In the early 20th century, reaching the South Pole became a top priority for explorers. The first expeditions to actually declare the South Pole as their primary purpose were led by Robert F. Scott in 1902, and Irishman Ernest Shackleton in 1908. Neither would reach their desired destination, but Shackleton came frustratingly close, just 97 miles from the Pole before terminating his crusade. Norwegian Roald Amundsen would be the first man to reach the South Pole in 1911.
Shackleton had failed in his quest for the South Pole, but he returned to the continent in 1914 to claim a new prize: the first crossing on foot of the Antarctic continent. With a crew of 27, they set sail in early December. A month into the expedition, their ship, Endurance, was trapped and slowly crushed by pack ice. Salvaging what supplies they could, the crew was forced to abandon the ship, and struggle to stay alive in one of the most inhospitable environments in the world. The men would endure sub-zero temperatures and starvation for nearly 20 months, with no communication to the outside world. Incredibly, not a single man would be lost. Shackleton's journey of survival would become one of the most noted in Antarctica's history.
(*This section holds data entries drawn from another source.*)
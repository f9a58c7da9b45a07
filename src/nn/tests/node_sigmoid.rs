use crate::nn::{Graph, GraphError};
use crate::tensor::Tensor;
use approx::assert_abs_diff_eq;

#[test]
fn test_sigmoid_forward_backward() -> Result<(), GraphError> {
    let mut graph = Graph::new();
    let x = graph.new_leaf1(2)?;
    let w = graph.new_leaf1(2)?;
    let sigmoid = graph.new_sigmoid(x)?;
    let loss = graph.new_dots(sigmoid, w)?;

    graph.set_input(x, &[0.0, 0.0])?;
    graph.set_input(w, &[1.0, 2.0])?;
    graph.forward()?;
    assert_eq!(graph.value(sigmoid)?, &Tensor::new(&[0.5, 0.5], &[2]));

    graph.backward(loss)?;
    assert_abs_diff_eq!(
        graph.grad(x)?,
        &Tensor::new(&[0.25, 0.5], &[2]),
        epsilon = 1e-12
    );
    Ok(())
}

/// 输入先被截断到[-10, 10]，极端输入不会溢出
#[test]
fn test_sigmoid_clamps_extreme_inputs() -> Result<(), GraphError> {
    let mut graph = Graph::new();
    let x = graph.new_leaf1(3)?;
    let sigmoid = graph.new_sigmoid(x)?;

    graph.set_input(x, &[100.0, -1e6, 10.0])?;
    graph.forward()?;
    let y = graph.value(sigmoid)?;
    assert_abs_diff_eq!(y[0], 0.9999546021312976, epsilon = 1e-15);
    assert_abs_diff_eq!(y[0], y[2], epsilon = 1e-15);
    assert_abs_diff_eq!(y[1], 1.0 - 0.9999546021312976, epsilon = 1e-15);
    assert!(y.is_all_finite());
    Ok(())
}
Interest in Antarctica continued through the World Wars and into the Cold War. At that time, an American training facility was created to give US troops experience in polar conditions. In early spring of 1954, the first permanent scientific station was established by the Australian National Antarctic Research Expeditions. By 1956, the McMurdo Station had been established by the United States. Since then, this station has grown to be the largest base on the continent, capable of hosting over 1,200 people during the summer months, which constitutes a quarter of the whole Antarctic population.
No single nation controls Antarctica, nor does the continent have any nations of its own. The Antarctic Treaty governs Antarctica. Originally signed in 1961 by 12 nations (Argentina, Australia, Belgium, Chile, French Republic, Japan, New Zealand, Norway, Union of South Africa, Union of Soviet Socialist Republics, United Kingdom of Great Britain and Northern Ireland, and United States of America) it now contains the signature of 53 countries. The treaty recognizes Antarctica's unique position on the planet as a shared environment to be used for peaceful purposes and international, cooperative scientific research. Together, Antarctica would be used in the interests of all human progress and to better humankind.
The treaty still holds strong today. Nations from all over the world have established research stations throughout the continent, many times working together on coordinated projects. This essentially untouched and undisturbed region offers scientists many advantages over anywhere else on earth. Fields of study currently being researched include aeronomy, biology, the Greenhouse Effect, oceanography, and terrestrial life. Exploration of the continent has also inspired researchers to look toward the stars; astronomy and meteorology are two of the major disciplines currently studied. It is interesting to think where Antarctica will lead us next.